Problem details: Retype, word for word, every line of the records below starting at the one that contains "self.stages.sensitivity.status()" and ending at the one that contains "p.solar_kw, p.wind_kw, p.battery_kwh, p.status"; include both of those lines and nothing more.

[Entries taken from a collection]
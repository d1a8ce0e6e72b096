//! Aggregate pipeline result and its consolidated summary.

use std::fmt;

use serde::{Deserialize, Serialize};

use super::stage::{ErrorRecord, StageOutcome};
use super::state::PipelineState;
use crate::config::PlannerConfig;
use crate::finance::{FinancialResult, FinancingOption};
use crate::optimizer::{CapacityPlan, OptimizationResult};
use crate::pue::PueProfile;
use crate::resource::ResourcePlan;
use crate::sensitivity::{Factor, SensitivityResult};

/// Every stage outcome of one run.
#[derive(Debug, Clone, PartialEq, Serialize, Deserialize)]
pub struct PipelineStages {
    pub planner: StageOutcome<ResourcePlan>,
    pub optimizer: StageOutcome<OptimizationResult>,
    pub pue: StageOutcome<PueProfile>,
    pub financial: StageOutcome<FinancialResult>,
    pub sensitivity: StageOutcome<SensitivityResult>,
}

/// The more favorable financing route.
#[derive(Debug, Clone, Copy, PartialEq, Serialize, Deserialize)]
pub struct FinancialBestCase {
    pub source: FinancingOption,
    pub npv_usd: f64,
    /// Ownership only.
    pub payback_months: Option<f64>,
    /// Ownership only.
    pub roi: Option<f64>,
    pub annual_savings_usd: Option<f64>,
    pub total_investment_usd: f64,
}

impl FinancialBestCase {
    pub fn from_result(f: &FinancialResult) -> Self {
        match (&f.vppa, f.preferred) {
            (Some(v), FinancingOption::Vppa) => Self {
                source: FinancingOption::Vppa,
                npv_usd: v.buyer_npv_usd,
                payback_months: None,
                roi: None,
                annual_savings_usd: None,
                total_investment_usd: 0.0,
            },
            _ => {
                let o = &f.ownership;
                Self {
                    source: FinancingOption::Ownership,
                    npv_usd: o.metrics.npv_usd,
                    payback_months: o.metrics.payback_months,
                    roi: Some(o.metrics.roi),
                    annual_savings_usd: Some(o.metrics.annual_savings_usd),
                    total_investment_usd: o.total_investment_usd,
                }
            }
        }
    }
}

/// Illustrative environmental figures.
#[derive(Debug, Clone, Copy, PartialEq, Serialize, Deserialize)]
pub struct EnvironmentalImpact {
    pub renewable_fraction: f64,
    pub co2_reduction_tons_per_year: f64,
    pub equivalent_cars_removed: f64,
    pub pue_improvement_pct: Option<f64>,
}

impl EnvironmentalImpact {
    /// Derives avoided emissions from whichever stages produced output.
    ///
    /// Uses the financial stage's re-dispatched renewable supply when
    /// available, else the optimizer's own dispatch.
    pub fn derive(
        optimizer: &OptimizationResult,
        pue: Option<&PueProfile>,
        financial: Option<&FinancialResult>,
        config: &PlannerConfig,
    ) -> Self {
        let renewable_kwh = match financial {
            Some(f) => f.ownership.model.renewable_served_kwh,
            None => {
                let d = &optimizer.dispatch;
                d.renewable_served_kwh() * d.annualization()
            }
        };
        let pue_kwh = pue.map_or(0.0, |p| p.annual_energy_savings_kwh.max(0.0));
        let co2 = (renewable_kwh + pue_kwh) * config.finance.grid_emission_t_per_mwh / 1000.0;
        let per_car = config.environment.co2_tons_per_car;

        Self {
            renewable_fraction: optimizer.plan.renewable_fraction,
            co2_reduction_tons_per_year: co2,
            equivalent_cars_removed: if per_car > 0.0 { co2 / per_car } else { 0.0 },
            pue_improvement_pct: pue.map(|p| p.improvement_pct),
        }
    }
}

/// Headline risk figures from the Monte Carlo stage.
#[derive(Debug, Clone, PartialEq, Serialize, Deserialize)]
pub struct RiskProfile {
    pub payback_ci_lower_months: Option<f64>,
    pub payback_ci_upper_months: Option<f64>,
    pub prob_payback_exceeds_threshold: f64,
    pub prob_negative_npv: f64,
    pub npv_value_at_risk_95_usd: f64,
    pub dominant_factor: Option<Factor>,
    pub recommendations: Vec<String>,
}

impl From<&SensitivityResult> for RiskProfile {
    fn from(s: &SensitivityResult) -> Self {
        Self {
            payback_ci_lower_months: s.payback.ci_lower_months,
            payback_ci_upper_months: s.payback.ci_upper_months,
            prob_payback_exceeds_threshold: s.risk.prob_payback_exceeds_threshold,
            prob_negative_npv: s.risk.prob_negative_npv,
            npv_value_at_risk_95_usd: s.risk.npv_value_at_risk_95_usd,
            dominant_factor: s.tornado.first().map(|t| t.factor),
            recommendations: s.recommendations.clone(),
        }
    }
}

/// Consolidated view across stages; fields are absent when their stage
/// produced no output.
#[derive(Debug, Clone, PartialEq, Serialize, Deserialize)]
pub struct PipelineSummary {
    pub optimal_plan: Option<CapacityPlan>,
    pub financial_best_case: Option<FinancialBestCase>,
    pub environmental: Option<EnvironmentalImpact>,
    #[serde(default, skip_serializing_if = "Option::is_none")]
    pub risk_profile: Option<RiskProfile>,
}

impl PipelineSummary {
    pub fn from_stages(stages: &PipelineStages, config: &PlannerConfig) -> Self {
        let optimizer = stages.optimizer.payload();
        let pue = stages.pue.payload();
        let financial = stages.financial.payload();
        Self {
            optimal_plan: optimizer.map(|o| o.plan),
            financial_best_case: financial.map(FinancialBestCase::from_result),
            environmental: optimizer
                .map(|o| EnvironmentalImpact::derive(o, pue, financial, config)),
            risk_profile: stages.sensitivity.payload().map(RiskProfile::from),
        }
    }
}

/// Complete, persistable record of a pipeline run.
#[derive(Debug, Clone, PartialEq, Serialize, Deserialize)]
pub struct PipelineResult {
    /// True when the run reached `Completed`.
    pub success: bool,
    #[serde(rename = "executionTimeMs")]
    pub execution_time_ms: f64,
    pub state: PipelineState,
    pub stages: PipelineStages,
    pub summary: PipelineSummary,
    #[serde(default, skip_serializing_if = "Vec::is_empty")]
    pub errors: Vec<ErrorRecord>,
}

impl PipelineResult {
    /// Whether any recorded error was fatal.
    pub fn has_fatal_error(&self) -> bool {
        self.errors.iter().any(|e| !e.recoverable)
    }
}

fn opt(v: Option<f64>, precision: usize, unit: &str) -> String {
    match v {
        Some(x) => format!("{x:.precision$}{unit}"),
        None => "n/a".to_string(),
    }
}

impl fmt::Display for PipelineResult {
    fn fmt(&self, f: &mut fmt::Formatter<'_>) -> fmt::Result {
        writeln!(f, "--- Renewable Transition Plan ---")?;
        writeln!(
            f,
            "Status:                {} ({}, {:.0} ms)",
            if self.success { "ok" } else { "FAILED" },
            self.state,
            self.execution_time_ms
        )?;
        writeln!(
            f,
            "Stages:                planner={} optimizer={} pue={} financial={} sensitivity={}",
            self.stages.planner.status(),
            self.stages.optimizer.status(),
            self.stages.pue.status(),
            self.stages.financial.status(),
            self.stages.sensitivity.status()
        )?;

        if let Some(p) = &self.summary.optimal_plan {
            writeln!(
                f,
                "Plan:                  {:.0} kW solar, {:.0} kW wind, {:.0} kWh battery ({})",
                p.solar_kw, p.wind_kw, p.battery_kwh, p.status
            )?;
            writeln!(f, "Capital cost:          ${:.0}", p.total_cost_usd)?;
        }
        if let Some(e) = &self.summary.environmental {
            writeln!(
                f,
                "Renewable fraction:    {:.1}%",
                e.renewable_fraction * 100.0
            )?;
            writeln!(
                f,
                "CO2 reduction:         {:.1} t/yr (~{:.0} cars)",
                e.co2_reduction_tons_per_year, e.equivalent_cars_removed
            )?;
            writeln!(
                f,
                "PUE improvement:       {}",
                opt(e.pue_improvement_pct, 1, "%")
            )?;
        }
        if let Some(b) = &self.summary.financial_best_case {
            writeln!(f, "Best case:             {:?}", b.source)?;
            writeln!(f, "  NPV:                 ${:.0}", b.npv_usd)?;
            writeln!(f, "  Payback:             {}", opt(b.payback_months, 1, " months"))?;
            writeln!(f, "  ROI:                 {}", opt(b.roi.map(|r| r * 100.0), 1, "%"))?;
        }
        if let Some(r) = &self.summary.risk_profile {
            writeln!(
                f,
                "Payback 95% CI:        {} - {}",
                opt(r.payback_ci_lower_months, 1, ""),
                opt(r.payback_ci_upper_months, 1, " months")
            )?;
            writeln!(
                f,
                "P(negative NPV):       {:.1}%",
                r.prob_negative_npv * 100.0
            )?;
            for rec in &r.recommendations {
                writeln!(f, "  * {rec}")?;
            }
        }
        for e in &self.errors {
            writeln!(f, "Error: {e}")?;
        }
        Ok(())
    }
}
//! Capacity sizing for solar, wind, and battery storage.

pub mod battery;
pub mod dispatch;
pub mod plan;
pub mod search;

pub use battery::Battery;
pub use dispatch::{
    CapacityFactors, Capacities, DispatchParams, DispatchSummary, HOURS_PER_YEAR, simulate,
};
pub use plan::{CapacityPlan, OptimizationResult, PlanStatus, SolverDiagnostics, capital_cost};
pub use search::CapacityOptimizer;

Solution:
            self.stages.sensitivity.status()
        )?;

        if let Some(p) = &self.summary.optimal_plan {
            writeln!(
                f,
                "Plan:                  {:.0} kW solar, {:.0} kW wind, {:.0} kWh battery ({})",
                p.solar_kw, p.wind_kw, p.battery_kwh, p.status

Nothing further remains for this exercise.